A recent editorial (February 2011) in the journal Science highlighted several potential problems involved in dealing with data as we have now passed the point where more data is being collected than we can physically store.

To date, most information science/library based research on the data outputs of scientific research has concentrated on the issues relating to the storage of, and access to scientific data, and the preservation issues arising.

In this vein, ‘What researchers want’ -- a comprehensive review of literature in the area -- drew the conclusion that “it makes sense to invest in better data management during the research phase because doing so will improve data preservation once the research phase has ended”. Several other studies have looked at potential methodologies for handling data and whether these should be made mandatory by the Research Councils. A 2008 RIN study draws attention to the gap between the specialist roles of informaticians, statisticians, modellers and curators, and the information skills of life sciences researchers. It concluded that engagement with information professionals could add to the efficiency and effectiveness of research in the life sciences. The JISC funded Incremental project currently running at Cambridge and Glasgow is aiming to identify current practices in managing digital research data, and to assist researchers in managing their data in the future.

However none of these studies has specifically considered the techniques used by researchers in handling data and the potential re-use of these techniques by researchers in other disciplines.

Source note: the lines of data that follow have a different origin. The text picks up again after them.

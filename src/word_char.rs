use crate::pattern::expression::get_regex;

// Marker characters used when a strip is rendered as text
pub const EMPTY_MARKER: char = '-';
pub const BLOCKED_MARKER: char = '#';

/// The shortest word the engine will place (a single letter never crosses anything).
pub const MIN_WORD_LEN: usize = 2;

/// Classification helpers for grid and word characters.
///
/// A "word character" is an alphanumeric (any script) or the underscore.
/// Extended letters such as `ß` or `中` count; separators, punctuation,
/// whitespace and the `[`/`]` delimiters of the dictionary encoding do not.
///
/// This is close to the regex `\w` class but not equal to it: `²` is
/// alphanumeric yet not `\w`, and combining marks are `\w` yet not
/// alphanumeric. Candidates are screened with [`is_all_word_chars`], which uses
/// `\w` itself, so every letter that reaches the grid can be matched by a
/// wildcard. A grid letter that fails this test only loses its anchor role.
pub(crate) trait WordChar {
    fn is_word_char(&self) -> bool;
    fn is_marker(&self) -> bool;
}

impl WordChar for char {
    fn is_word_char(&self) -> bool {
        self.is_alphanumeric() || *self == '_'
    }
    fn is_marker(&self) -> bool {
        *self == EMPTY_MARKER || *self == BLOCKED_MARKER
    }
}

/// Canonical grid form of a raw word: trimmed and uppercased.
///
/// Uppercasing may change the length (`ß` becomes `SS`); callers
/// must measure the canonical form, never the raw text.
#[must_use]
pub fn canonicalize(raw: &str) -> String {
    raw.trim().to_uppercase()
}

/// Whole-string form of the class the dictionary expressions match with
const WORD_PATTERN: &str = r"^\w+$";

/// True if `s` is non-empty and made only of characters the regex `\w` class
/// accepts, i.e. of characters a dictionary expression can match.
pub(crate) fn is_all_word_chars(s: &str) -> bool {
    get_regex(WORD_PATTERN).is_ok_and(|re| re.is_match(s).unwrap_or(false))
}
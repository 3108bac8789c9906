use std::convert::Infallible;
use std::fmt::{self, Display, Formatter, Write};
use std::ops::Deref;
use std::str::FromStr;

use crate::errors::GridError;
use crate::word_char::{BLOCKED_MARKER, EMPTY_MARKER, WordChar};

/// State of one cell as seen from a line.
#[derive(Debug, Clone, Copy, PartialEq, Eq, Hash)]
pub enum Mark {
    /// Fillable cell (no letter yet)
    Empty,
    /// Cell no new word on this line may use
    Blocked,
    /// Cell already holding a letter
    Letter(char),
}

impl Mark {
    /// True for letters that can anchor an expression.
    #[must_use]
    pub fn is_anchor(self) -> bool {
        matches!(self, Mark::Letter(c) if c.is_word_char())
    }

    #[must_use]
    pub fn to_char(self) -> char {
        match self {
            Mark::Empty => EMPTY_MARKER,
            Mark::Blocked => BLOCKED_MARKER,
            Mark::Letter(c) => c,
        }
    }
}

impl From<char> for Mark {
    fn from(c: char) -> Self {
        if c.is_marker() {
            if c == BLOCKED_MARKER { Mark::Blocked } else { Mark::Empty }
        } else {
            Mark::Letter(c)
        }
    }
}

/// The sequence of marks along a line, or along part of a line.
///
/// Renders as text with `-` for fillable cells and `#` for blocked cells,
/// e.g. `--R----G--E` or `-######--`.
#[derive(Debug, Clone, PartialEq, Eq, Hash, Default)]
pub struct Strip {
    marks: Vec<Mark>,
}

impl Strip {
    #[must_use]
    pub fn new(marks: Vec<Mark>) -> Self {
        Self { marks }
    }

    #[must_use]
    pub fn marks(&self) -> &[Mark] {
        &self.marks
    }

    /// Maximal runs of non-blocked cells, with their start offsets.
    pub fn segments(&self) -> impl Iterator<Item = (&[Mark], usize)> {
        let mut start = 0;
        self.marks
            .split(|m| *m == Mark::Blocked)
            .map(move |segment| {
                let offset = start;
                start += segment.len() + 1;
                (segment, offset)
            })
            .filter(|(segment, _)| !segment.is_empty())
    }

    #[must_use]
    pub fn is_fully_blocked(&self) -> bool {
        self.marks.iter().all(|m| *m == Mark::Blocked)
    }
}

impl Deref for Strip {
    type Target = [Mark];

    fn deref(&self) -> &[Mark] {
        &self.marks
    }
}

impl FromIterator<Mark> for Strip {
    fn from_iter<I: IntoIterator<Item = Mark>>(iter: I) -> Self {
        Self { marks: iter.into_iter().collect() }
    }
}

impl FromStr for Strip {
    type Err = Infallible;

    fn from_str(s: &str) -> Result<Self, Self::Err> {
        Ok(s.chars().map(Mark::from).collect())
    }
}

impl Display for Strip {
    fn fmt(&self, f: &mut Formatter<'_>) -> fmt::Result {
        f.write_str(&render_marks(&self.marks))
    }
}

pub(crate) fn render_marks(marks: &[Mark]) -> String {
    let mut s = String::with_capacity(marks.len());
    for m in marks {
        let _ = s.write_char(m.to_char());
    }
    s
}

/// Number of anchor letters in a strip, with the offsets of the first and last one.
#[derive(Debug, Clone, Copy, PartialEq, Eq)]
pub struct LetterCount {
    pub count: usize,
    pub first: usize,
    pub last: usize,
}

/// Count the anchor letters of `marks`.
///
/// # Errors
///
/// Returns [`GridError::NoLetters`] if the strip holds no anchor letter.
pub fn count_letters(marks: &[Mark]) -> Result<LetterCount, Box<GridError>> {
    let mut anchors = marks
        .iter()
        .enumerate()
        .filter(|(_, m)| m.is_anchor())
        .map(|(i, _)| i);

    let Some(first) = anchors.next() else {
        return Err(Box::new(GridError::NoLetters { strip: render_marks(marks) }));
    };
    let (count, last) = anchors.fold((1, first), |(n, _), i| (n + 1, i));

    Ok(LetterCount { count, first, last })
}
//! Which lines are worth visiting.
//!
//! A line is *empty* while no perpendicular word crosses it (there is no letter
//! to attach to) and *complete* once no remaining word can fit on it. Both sets
//! are updated after each placement rather than recomputed.

use std::collections::BTreeSet;
use std::ops::Range;

use log::debug;

use crate::errors::GridError;
use crate::grid::{Board, LineStatus};
use crate::word::Location;

#[derive(Debug, Clone)]
pub struct LocationBook {
    size: usize,
    empty: BTreeSet<Location>,
    complete: BTreeSet<Location>,
}

impl LocationBook {
    /// Every line starts out empty and incomplete.
    #[must_use]
    pub fn new(size: usize) -> Self {
        Self {
            size,
            empty: Location::all(size).collect(),
            complete: BTreeSet::new(),
        }
    }

    #[must_use]
    pub fn empty_locations(&self) -> &BTreeSet<Location> {
        &self.empty
    }

    #[must_use]
    pub fn complete_locations(&self) -> &BTreeSet<Location> {
        &self.complete
    }

    #[must_use]
    pub fn is_complete(&self, location: Location) -> bool {
        self.complete.contains(&location)
    }

    /// Record that no remaining word fits on `location`. Returns `false` if it
    /// was already complete.
    pub fn mark_complete(&mut self, location: Location) -> bool {
        let added = self.complete.insert(location);
        if added {
            debug!("{location} is complete");
        }
        added
    }

    /// Lines that are neither empty nor complete, in a fixed order.
    #[must_use]
    pub fn available(&self) -> BTreeSet<Location> {
        Location::all(self.size)
            .filter(|l| !self.empty.contains(l) && !self.is_complete(*l))
            .collect()
    }

    /// Update both sets after a word was placed on `location` over `span`.
    ///
    /// Perpendicular lines crossed by the word stop being empty. The placed
    /// line and its two neighbours are re-checked for completeness against
    /// `min_size`, the length of the shortest word still unplaced.
    ///
    /// # Errors
    ///
    /// Propagates non-degenerate errors from [`Board::subpatterns`].
    pub fn refresh_after_place(
        &mut self,
        board: &Board,
        location: Location,
        span: Range<usize>,
        min_size: usize,
    ) -> Result<(), Box<GridError>> {
        let crossed = location.axis.perpendicular();
        for index in span {
            self.empty.remove(&Location::new(crossed, index));
        }

        for line in std::iter::once(location).chain(location.neighbors(self.size)) {
            if self.is_complete(line) {
                continue;
            }
            if board.subpatterns(line, min_size)? == LineStatus::Complete {
                self.mark_complete(line);
            }
        }
        Ok(())
    }
}
//! Error types for pattern derivation, matching and placement, with error codes and helpful messages.
//!
//! # Error Codes
//!
//! Each error variant has a unique code (E001-E007) for documentation lookup:
//!
//! - E001: `NoLetters` (Strip has no anchor letter)
//! - E002: `RegexError` (Match expression failed to compile or run)
//! - E003: `DegenerateLine` (Line pattern cannot be interpreted)
//! - E004: `OutOfBounds` (Placement does not fit in the grid)
//! - E005: `LetterConflict` (Placement would overwrite a different letter)
//! - E006: `AlreadyPlaced` (Word already has a placement)
//! - E007: `UnknownWord` (Word index is not in the candidate list)
//!
//! `NoLetters` and `DegenerateLine` are raised by the pattern layer and are
//! converted into line sentinels by [`crate::grid::Board::subpatterns`]; during a
//! normal fill they never reach the caller.
//!
//! # Examples
//!
//! ```
//! use crossfill::errors::GridError;
//! use crossfill::pattern::{count_letters, Strip};
//!
//! let strip: Strip = "-------".parse().unwrap();
//! match count_letters(&strip) {
//!     Err(e) => {
//!         assert_eq!(e.code(), "E001");
//!         println!("{}", e.display_detailed());
//!     }
//!     Ok(_) => unreachable!(),
//! }
//! ```

use std::fmt::{self, Display, Formatter};

use crate::word::Location;

/// Why a line pattern could not be derived.
#[derive(Debug, Clone, Copy, PartialEq, Eq)]
pub enum DegenerateReason {
    /// The whole line holds no letter at all.
    Empty,
    /// Every cell of the line is blocked.
    FullyBlocked,
}

impl Display for DegenerateReason {
    fn fmt(&self, f: &mut Formatter<'_>) -> fmt::Result {
        match self {
            DegenerateReason::Empty => write!(f, "no letter on the line"),
            DegenerateReason::FullyBlocked => write!(f, "every cell is blocked"),
        }
    }
}

/// Custom error type for grid operations
#[derive(Debug, thiserror::Error)]
pub enum GridError {
    #[error("No letters in strip \"{strip}\"")]
    NoLetters { strip: String },

    #[error("Invalid match expression: {0}")]
    RegexError(#[from] fancy_regex::Error),

    #[error("Degenerate line at {location}: {reason}")]
    DegenerateLine { location: Location, reason: DegenerateReason },

    #[error("Word of length {len} at offset {offset} does not fit on {location} (grid size {size})")]
    OutOfBounds {
        location: Location,
        offset: usize,
        len: usize,
        size: usize,
    },

    #[error("Cell ({row}, {col}) holds '{existing}', cannot write '{attempted}'")]
    LetterConflict {
        row: usize,
        col: usize,
        existing: char,
        attempted: char,
    },

    #[error("Word \"{word}\" is already placed")]
    AlreadyPlaced { word: String },

    #[error("No candidate word with index {index}")]
    UnknownWord { index: usize },
}

impl From<Box<fancy_regex::Error>> for Box<GridError> {
    fn from(e: Box<fancy_regex::Error>) -> Self {
        Box::new(GridError::RegexError(*e))
    }
}

impl From<fancy_regex::Error> for Box<GridError> {
    fn from(e: fancy_regex::Error) -> Self {
        Box::new(GridError::RegexError(e))
    }
}

impl GridError {
    /// Returns the error code for this error variant
    #[must_use]
    pub fn code(&self) -> &'static str {
        match self {
            GridError::NoLetters { .. } => "E001",
            GridError::RegexError(_) => "E002",
            GridError::DegenerateLine { .. } => "E003",
            GridError::OutOfBounds { .. } => "E004",
            GridError::LetterConflict { .. } => "E005",
            GridError::AlreadyPlaced { .. } => "E006",
            GridError::UnknownWord { .. } => "E007",
        }
    }

    /// Returns a short description of this error type (for documentation)
    #[must_use]
    pub fn description(&self) -> &'static str {
        match self {
            GridError::NoLetters { .. } => "Strip has no anchor letter",
            GridError::RegexError(_) => "Match expression failed to compile or run",
            GridError::DegenerateLine { .. } => "Line pattern cannot be interpreted",
            GridError::OutOfBounds { .. } => "Placement does not fit in the grid",
            GridError::LetterConflict { .. } => "Placement would overwrite a different letter",
            GridError::AlreadyPlaced { .. } => "Word already has a placement",
            GridError::UnknownWord { .. } => "Word index is not in the candidate list",
        }
    }

    /// Returns detailed explanation of this error type (for documentation)
    #[must_use]
    pub fn details(&self) -> &'static str {
        match self {
            GridError::NoLetters { .. } => "A match expression is anchored on at least one known letter. A strip made only of fillable cells cannot be turned into an expression; the grid layer reports such lines as blocked instead.",
            GridError::RegexError(_) => "The expression built from a strip was rejected by the regex engine, or the search hit the engine's backtracking limit. This is an internal error.",
            GridError::DegenerateLine { .. } => "The line pattern was requested for a line that holds no letter, or whose every cell is blocked. The grid layer converts this into a blocked or complete sentinel.",
            GridError::OutOfBounds { .. } => "The word would run past the edge of the grid from the requested offset.",
            GridError::LetterConflict { .. } => "A cell covered by the word already holds a different letter. Crossing words must agree on their shared cell.",
            GridError::AlreadyPlaced { .. } => "A word's placement is set exactly once and never moved.",
            GridError::UnknownWord { .. } => "The index does not refer to an eligible candidate word.",
        }
    }

    /// Returns a helpful suggestion or example for this error
    #[must_use]
    pub fn help(&self) -> Option<&'static str> {
        match self {
            GridError::NoLetters { .. } => Some("Include at least one letter in the strip, e.g. '--R--' rather than '-----'"),
            GridError::OutOfBounds { .. } => Some("Choose an offset such that offset + word length <= grid size"),
            GridError::LetterConflict { .. } => Some("Place the word where every occupied cell already holds the same letter"),
            GridError::AlreadyPlaced { .. } => Some("Words cannot be repositioned; start a new puzzle to try another layout"),
            _ => None,
        }
    }

    /// Formats the error with code and optional help text
    #[must_use]
    pub fn display_detailed(&self) -> String {
        format_error_with_code_and_help(&self.to_string(), self.code(), self.help())
    }
}

/// Helper function to format error messages with code and optional help text
pub(crate) fn format_error_with_code_and_help(base_msg: &str, code: &str, help: Option<&str>) -> String {
    if let Some(help_text) = help {
        format!("{base_msg} ({code})\n{help_text}")
    } else {
        format!("{base_msg} ({code})")
    }
}

#[cfg(test)]
mod tests {
    use super::*;

    fn sample_errors() -> Vec<GridError> {
        vec![
            GridError::NoLetters { strip: "---".to_string() },
            GridError::RegexError(fancy_regex::Regex::new("(").unwrap_err()),
            GridError::DegenerateLine { location: Location::row(2), reason: DegenerateReason::Empty },
            GridError::OutOfBounds { location: Location::column(1), offset: 7, len: 4, size: 9 },
            GridError::LetterConflict { row: 1, col: 2, existing: 'A', attempted: 'B' },
            GridError::AlreadyPlaced { word: "WORD".to_string() },
            GridError::UnknownWord { index: 42 },
        ]
    }

    #[test]
    fn test_error_codes_and_help() {
        let err = GridError::NoLetters { strip: "-----".to_string() };
        assert_eq!(err.code(), "E001");
        assert!(err.help().is_some());
        let detailed = err.display_detailed();
        assert!(detailed.contains("E001"));
        assert!(detailed.contains("-----"));
    }

    /// Test that all `GridError` variants have unique error codes
    #[test]
    fn test_all_error_codes_are_unique() {
        let mut codes = std::collections::HashSet::new();
        for err in sample_errors() {
            let code = err.code();
            assert!(codes.insert(code), "Duplicate error code found: {}", code);
        }
        assert_eq!(codes.len(), 7);
    }

    /// Test that all error codes follow the format E0XX
    #[test]
    fn test_error_code_format() {
        for err in sample_errors() {
            let code = err.code();
            assert_eq!(code.len(), 4, "Error code '{}' should be 4 characters (E0XX)", code);
            assert!(code.starts_with("E0"), "Error code '{}' should start with 'E0'", code);
            assert!(code[1..].parse::<u16>().is_ok(), "Error code '{}' should end with a number", code);
        }
    }

    #[test]
    fn test_display_detailed_without_help() {
        let err = GridError::UnknownWord { index: 42 };
        assert_eq!(err.display_detailed(), "No candidate word with index 42 (E007)");
    }

    #[test]
    fn test_conflict_message_names_cell_and_letters() {
        let err = GridError::LetterConflict { row: 1, col: 2, existing: 'A', attempted: 'B' };
        let detailed = err.display_detailed();
        assert!(detailed.contains("(1, 2)"));
        assert!(detailed.contains("'A'") && detailed.contains("'B'"));
        assert!(detailed.contains("E005"));
    }

    #[test]
    fn test_degenerate_line_message() {
        let err = GridError::DegenerateLine {
            location: Location::column(4),
            reason: DegenerateReason::FullyBlocked,
        };
        assert_eq!(err.to_string(), "Degenerate line at column 4: every cell is blocked");
    }

    #[test]
    fn test_descriptions_and_details_are_substantial() {
        for err in sample_errors() {
            assert!(err.description().len() > 10, "description for {:?} too short", err);
            assert!(err.details().len() > err.description().len());
        }
    }
}
use log::LevelFilter;

/// Initialize logging for crossfill.
///
/// Logs at `Debug` when `debug_enabled` is set, `Info` otherwise; `RUST_LOG`
/// overrides both when present. Safe to call more than once (later calls are
/// no-ops), which lets tests and binaries share it.
pub fn init_logger(debug_enabled: bool) {
    use std::env;
    let level = if debug_enabled {
        LevelFilter::Debug
    } else {
        LevelFilter::Info
    };

    let mut builder = env_logger::Builder::new();
    builder
        .filter(None, level)
        .format_timestamp(None)
        .format_module_path(false)
        .format_target(false);

    // Let RUST_LOG override our defaults if explicitly set
    if let Ok(spec) = env::var("RUST_LOG") {
        builder.parse_filters(&spec);
    }

    if builder.try_init().is_ok() {
        log::debug!("logger initialized at {level:?} level");
    }
}
use super::expression::{Expression, render_expression};
use super::strip::{Mark, count_letters};

use crate::errors::GridError;

/// One expression produced by [`generate_subexpressions`], tagged with the
/// absolute offset (along the grid line) of the sub-strip it was built from.
#[derive(Debug, Clone, PartialEq, Eq, Hash)]
pub struct SubExpression {
    pub expression: Expression,
    pub offset: usize,
}

/// Lazy, depth-first walk over a strip and its trimmed sub-strips.
///
/// Order: the strip itself, then everything derived from the strip with its
/// last letter (and the cell before it) trimmed off, then everything derived
/// from the strip with its first letter (and the cell after it) trimmed off.
/// The trimmed-away neighbour cell keeps a shorter word from ending flush
/// against the dropped letter.
#[derive(Debug, Clone)]
pub struct SubExpressions<'a> {
    stack: Vec<(&'a [Mark], usize)>,
    min_size: usize,
}

impl<'a> Iterator for SubExpressions<'a> {
    type Item = SubExpression;

    fn next(&mut self) -> Option<SubExpression> {
        while let Some((marks, offset)) = self.stack.pop() {
            if marks.len() < self.min_size {
                continue;
            }
            // sub-strips may have lost every letter while trimming
            let Ok(counts) = count_letters(marks) else {
                continue;
            };

            if counts.count > 1 {
                // pushed first, popped last
                let left_start = counts.first + 2;
                if marks.len().saturating_sub(left_start) > 1 {
                    self.stack.push((&marks[left_start..], offset + left_start));
                }
                let right_end = counts.last - 1;
                if right_end > 1 {
                    self.stack.push((&marks[..right_end], offset));
                }
            }

            return Some(SubExpression {
                expression: render_expression(marks, &counts),
                offset,
            });
        }
        None
    }
}

/// Generate the expressions for `marks` (found at `offset` along its line)
/// and for its sub-strips, most constrained first.
///
/// Sub-strips shorter than `min_size` (the shortest remaining word), shorter
/// than two cells, or without any letter are skipped.
///
/// # Errors
///
/// Returns [`GridError::NoLetters`] if `marks` itself has no anchor letter.
pub fn generate_subexpressions(
    marks: &[Mark],
    offset: usize,
    min_size: usize,
) -> Result<SubExpressions<'_>, Box<GridError>> {
    count_letters(marks)?;
    Ok(SubExpressions { stack: vec![(marks, offset)], min_size })
}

The emphasis of the current proposal is somewhat different: the aim is to examine how research data is currently handled by research groups in large scientific collaborations, and to question at what stage (if any) input from information professionals would be of use. The final result of much scientific research is most often a published paper. However to get to this stage, many techniques will be employed in the manipulation of raw technique, and often these are not recorded, or if recorded are not made available outside the specific research field, thus limiting the possibility of multidisciplinary application. This is increasingly an acknowledged problem. For example, the journal Science is extending its data access requirements to include computer codes involved in the creation or analysis of data.

Such re-use of techniques employed in analysing data is occurring but in only in a limited way. An example is PathGrid: a collaboration between astronomers at Cambridge’s Institute of Astronomy and Cancer Research UK’s Cambridge Research Institute where image-analysis software developed for astronomy is being used to automate the study of pathology slides. In this case the relevant researchers met at a local e-science forum. Many such other opportunities for collaboration must exist, if the data handling techniques being used are recorded and made available.